─── Source material

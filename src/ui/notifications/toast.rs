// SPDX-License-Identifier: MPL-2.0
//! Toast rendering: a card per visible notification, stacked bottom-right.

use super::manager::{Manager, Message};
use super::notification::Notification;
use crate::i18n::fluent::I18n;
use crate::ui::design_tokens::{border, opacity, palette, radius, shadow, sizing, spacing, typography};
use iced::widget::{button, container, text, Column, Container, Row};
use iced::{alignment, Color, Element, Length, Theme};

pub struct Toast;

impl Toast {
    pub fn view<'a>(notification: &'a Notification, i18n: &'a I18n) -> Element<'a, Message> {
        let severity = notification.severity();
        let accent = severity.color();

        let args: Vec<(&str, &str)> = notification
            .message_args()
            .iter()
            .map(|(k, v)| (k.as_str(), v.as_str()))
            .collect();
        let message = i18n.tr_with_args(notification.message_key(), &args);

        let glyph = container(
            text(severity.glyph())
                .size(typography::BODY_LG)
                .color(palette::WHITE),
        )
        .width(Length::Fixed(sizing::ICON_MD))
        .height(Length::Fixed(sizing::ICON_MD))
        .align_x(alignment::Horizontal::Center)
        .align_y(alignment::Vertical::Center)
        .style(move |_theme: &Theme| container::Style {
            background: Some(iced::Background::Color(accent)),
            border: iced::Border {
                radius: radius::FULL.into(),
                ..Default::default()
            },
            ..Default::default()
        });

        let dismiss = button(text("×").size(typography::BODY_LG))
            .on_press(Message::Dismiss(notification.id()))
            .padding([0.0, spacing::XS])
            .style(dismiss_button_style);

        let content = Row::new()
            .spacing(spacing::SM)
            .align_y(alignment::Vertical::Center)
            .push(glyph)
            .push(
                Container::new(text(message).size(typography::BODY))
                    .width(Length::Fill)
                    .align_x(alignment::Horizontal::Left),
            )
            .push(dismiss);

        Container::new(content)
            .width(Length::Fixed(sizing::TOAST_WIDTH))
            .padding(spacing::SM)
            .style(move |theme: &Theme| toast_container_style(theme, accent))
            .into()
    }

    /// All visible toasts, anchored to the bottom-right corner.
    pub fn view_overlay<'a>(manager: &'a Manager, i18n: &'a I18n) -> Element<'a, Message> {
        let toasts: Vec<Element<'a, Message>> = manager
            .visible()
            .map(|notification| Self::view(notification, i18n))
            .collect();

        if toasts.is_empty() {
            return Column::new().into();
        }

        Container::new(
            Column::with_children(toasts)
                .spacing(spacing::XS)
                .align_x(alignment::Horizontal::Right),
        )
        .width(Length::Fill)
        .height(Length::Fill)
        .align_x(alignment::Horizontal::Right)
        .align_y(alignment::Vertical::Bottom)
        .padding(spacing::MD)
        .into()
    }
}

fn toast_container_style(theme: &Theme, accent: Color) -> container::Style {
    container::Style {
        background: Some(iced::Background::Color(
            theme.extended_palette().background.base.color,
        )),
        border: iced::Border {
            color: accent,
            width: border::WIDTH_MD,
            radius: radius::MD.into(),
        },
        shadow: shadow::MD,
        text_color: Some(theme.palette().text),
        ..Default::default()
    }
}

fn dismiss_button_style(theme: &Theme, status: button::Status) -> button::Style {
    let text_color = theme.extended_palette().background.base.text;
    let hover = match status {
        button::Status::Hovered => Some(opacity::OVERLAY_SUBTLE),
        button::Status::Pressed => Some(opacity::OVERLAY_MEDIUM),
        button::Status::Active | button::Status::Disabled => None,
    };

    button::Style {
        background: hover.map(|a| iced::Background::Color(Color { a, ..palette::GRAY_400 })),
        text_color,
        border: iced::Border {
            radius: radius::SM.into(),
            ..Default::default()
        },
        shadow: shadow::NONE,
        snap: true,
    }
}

──────

◆ **Exercise aim**
Everything from the first line of the material through the line containing "pub fn view<'a>(notification: &'a" is to be printed exactly; lines after that are to be left out.

◆ **Exercise solution**
filename src/ui/notifications/toast.rs
// SPDX-License-Identifier: MPL-2.0
//! Toast rendering: a card per visible notification, stacked bottom-right.

use super::manager::{Manager, Message};
use super::notification::Notification;
use crate::i18n::fluent::I18n;
use crate::ui::design_tokens::{border, opacity, palette, radius, shadow, sizing, spacing, typography};
use iced::widget::{button, container, text, Column, Container, Row};
use iced::{alignment, Color, Element, Length, Theme};

pub struct Toast;

impl Toast {
    pub fn view<'a>(notification: &'a Notification, i18n: &'a I18n) -> Element<'a, Message> {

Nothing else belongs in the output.